La CGT et le SNPPE appellent les professionnels de la petite enfance à la grève le 1er octobre
De nombreuses professions seront en grève le 1er octobre prochain. A leurs côtés, la CGT, à laquelle s’est rallié le SNPPE, invite le secteur de la petite enfance à se mobiliser.
Dans un tract qu’elle vient de diffuser, la CGT appelle tous les professionnels de la petite enfance à faire grève le 1er octobre prochain et à manifester pour réclamer des salaires plus hauts et des meilleures conditions de travail notamment.
« La marchandisation du secteur de la petite enfance, soutenue par une déréglementation croissante, entraîne des conséquences désastreuses : bas salaires, conditions de travail dégradées, mauvaise qualité d’accueil des enfants, tarifs exorbitants pour les familles, déqualification des professionnel∙les, pénurie de personnel et manque chronique de places d’accueil », pointe du doigt la CGT, avant d’indiquer qu’elle « s’est toujours opposée à cette marchandisation et n’a eu de cesse d’alerter sur les graves dérives qui en découleraient.

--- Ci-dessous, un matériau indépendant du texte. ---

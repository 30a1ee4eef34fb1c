//! Source-file bookkeeping and snippet synthesis.
//!
//! Parsed file buffers are retained here so that diagnostics raised later in
//! the decode pipeline can be mapped back to line/column positions and carry
//! a rendered code snippet.

use hcl::Value;
use hcl::eval::{Context, Evaluate};
use hcl::expr::{Expression, Traversal, TraversalOperator};
use std::collections::BTreeMap;

use crate::{Diagnostic, ExpressionValue, Pos, Range, Snippet};

/// A byte span within a single source buffer.
pub type ByteSpan = std::ops::Range<usize>;

/// The set of configuration source buffers for one decode pass, keyed by
/// filename. Shared read-only after construction.
#[derive(Clone, Debug, Default)]
pub struct SourceFiles {
    files: BTreeMap<String, String>,
}

impl SourceFiles {
    pub fn new() -> Self {
        Self::default()
    }

    pub fn add(&mut self, filename: impl Into<String>, source: impl Into<String>) {
        self.files.insert(filename.into(), source.into());
    }

    pub fn get(&self, filename: &str) -> Option<&str> {
        self.files.get(filename).map(String::as_str)
    }

    /// Iterates files in filename order, which keeps multi-file decode
    /// deterministic.
    pub fn iter(&self) -> impl Iterator<Item = (&str, &str)> {
        self.files.iter().map(|(k, v)| (k.as_str(), v.as_str()))
    }

    pub fn is_empty(&self) -> bool {
        self.files.is_empty()
    }

    /// Maps a byte offset to a 1-based line/column position, clamping the
    /// offset into the buffer.
    pub fn pos_at(&self, filename: &str, byte: usize) -> Pos {
        let Some(source) = self.get(filename) else {
            return Pos::default();
        };
        pos_at(source, byte)
    }

    pub fn range_for(&self, filename: &str, span: &ByteSpan) -> Range {
        Range {
            filename: filename.to_string(),
            start: self.pos_at(filename, span.start),
            end: self.pos_at(filename, span.end),
        }
    }

    /// Attaches a source range and synthesized snippet to a diagnostic.
    ///
    /// `highlight` is the subject byte span; `context` optionally widens the
    /// snippet (typically to the enclosing block definition).
    pub fn attach_snippet(
        &self,
        diag: Diagnostic,
        filename: &str,
        highlight: &ByteSpan,
        context: Option<&ByteSpan>,
    ) -> Diagnostic {
        let Some(source) = self.get(filename) else {
            return diag;
        };

        let mut highlight = highlight.clone();
        if highlight.end < highlight.start {
            highlight.end = highlight.start;
        }
        // Never let the highlight be empty.
        if highlight.is_empty() {
            highlight.end = (highlight.start + 1).min(source.len().max(1));
        }

        let mut snip = match context {
            Some(ctx) => ctx.start.min(highlight.start)..ctx.end.max(highlight.end),
            None => highlight.clone(),
        };
        if snip.is_empty() {
            snip.end = snip.start + 1;
        }

        let diag = diag.with_range(self.range_for(filename, &highlight));
        let Some(snippet) = synthesize_snippet(source, &snip, &highlight) else {
            return diag;
        };
        diag.with_snippet(snippet)
    }

    /// Like [`SourceFiles::attach_snippet`], additionally deriving
    /// expression-value annotations for the variables referenced by `expr`
    /// at the point of evaluation.
    pub fn attach_snippet_with_values(
        &self,
        diag: Diagnostic,
        filename: &str,
        highlight: &ByteSpan,
        context: Option<&ByteSpan>,
        expr: &Expression,
        ctx: &Context,
    ) -> Diagnostic {
        let mut diag = self.attach_snippet(diag, filename, highlight, context);
        if let Some(snippet) = diag.snippet.as_mut() {
            snippet.values = expression_values(expr, ctx);
        }
        diag
    }
}

fn pos_at(source: &str, byte: usize) -> Pos {
    let byte = byte.min(source.len());
    let mut line = 1usize;
    let mut line_start = 0usize;

    for (idx, c) in source.char_indices() {
        if idx >= byte {
            break;
        }
        if c == '\n' {
            line += 1;
            line_start = idx + 1;
        }
    }

    let column = source[line_start..byte].chars().count() + 1;
    Pos { line, column, byte }
}

/// Lines of `source` as (start byte, end byte including the newline, text
/// without the newline).
fn line_spans(source: &str) -> Vec<(usize, usize, &str)> {
    let mut out = Vec::new();
    let mut start = 0usize;
    for (idx, c) in source.char_indices() {
        if c == '\n' {
            out.push((start, idx + 1, &source[start..idx]));
            start = idx + 1;
        }
    }
    if start <= source.len() {
        out.push((start, source.len(), &source[start..]));
    }
    out
}

fn synthesize_snippet(source: &str, snip: &ByteSpan, highlight: &ByteSpan) -> Option<Snippet> {
    let mut code = String::new();
    let mut code_start_byte = None;
    let mut start_line = 0usize;

    for (line_no, (line_start, line_end, text)) in line_spans(source).iter().enumerate() {
        let overlaps = *line_start < snip.end && snip.start < *line_end;
        if !overlaps {
            continue;
        }
        if code_start_byte.is_none() {
            code_start_byte = Some(*line_start);
            start_line = line_no + 1;
        }
        if !code.is_empty() {
            code.push('\n');
        }
        code.push_str(text);
    }

    let code_start_byte = code_start_byte?;

    let start = highlight.start.saturating_sub(code_start_byte).min(code.len());
    let end = (start + (highlight.end - highlight.start)).min(code.len());

    Some(Snippet {
        context: enclosing_block_header(source, highlight.start),
        code,
        start_line,
        highlight_start_offset: start,
        highlight_end_offset: end,
        values: Vec::new(),
    })
}

/// Finds the innermost block header enclosing `byte`, e.g. `scenario "basic"`
/// for a diagnostic inside that block. Tracks brace depth outside of quoted
/// strings and comments.
fn enclosing_block_header(source: &str, byte: usize) -> Option<String> {
    let byte = byte.min(source.len());
    let mut headers: Vec<String> = Vec::new();
    let mut line_start = 0usize;
    let mut in_string = false;
    let mut in_comment = false;

    let mut chars = source[..byte].char_indices().peekable();
    while let Some((idx, c)) = chars.next() {
        match c {
            '\n' => {
                line_start = idx + 1;
                in_comment = false;
            }
            '"' if !in_comment => in_string = !in_string,
            '#' if !in_string => in_comment = true,
            '/' if !in_string && !in_comment => {
                if matches!(chars.peek(), Some((_, '/'))) {
                    in_comment = true;
                }
            }
            '{' if !in_string && !in_comment => {
                let header = source[line_start..idx].trim();
                headers.push(header.to_string());
            }
            '}' if !in_string && !in_comment => {
                headers.pop();
            }
            _ => {}
        }
    }

    headers
        .into_iter()
        .rev()
        .find(|h| !h.is_empty())
        .map(|h| h.trim_end_matches('=').trim().to_string())
}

Elles entraînent aujourd’hui des conséquences dramatiques, comme le décès d’un bébé dans une micro-crèche de Lyon, illustrant les dangers d’un système qui privilégie la rentabilité au détriment de la sécurité et du bien-être des enfants. » Le syndicat dénonce dans son tract l’immobilisme du gouvernement et le fait qu’il « s’obstine à vouloir financer du low-cost et met sous silence ces dérives ».
Les revendications, en détail :
• La revalorisation significative de l’ensemble des salaires de la filière pour l’accueil collectif comme individuel
• Un modèle de service public de la petite enfance en dehors du secteur marchand avec des acteurs non lucratifs (associatif ou public).
• Le développement en nombre suffisant de modes d’accueil diversifiés dès la fin du congé maternité, dans le cadre d’un service public de qualité : accueil collectif, familial, au domicile des parents, adapté aux horaires de travail et aux besoins des enfants.
• Le dégagement des financements croisés nécessaires : État, collectivités territoriales, Sécurité sociale (Caf).
• La conditionnalité des subventions à des critères éthiques.
• La réforme de la PSU (prestation de service unique) pour baisser la pression sur le taux de remplissage imposé aux structures.
• L’abaissement des contributions financières parentales, la CGT revendiquant à terme la gratuité du service public.
• La prise en compte de la pénibilité, permettant un départ anticipé à la retraite avant 60 ans.
• La mise en place de filières de formation initiale et continue, dans le cadre de l’Education nationale et du service public pour les personnes désirant accéder aux métiers de la petite enfance.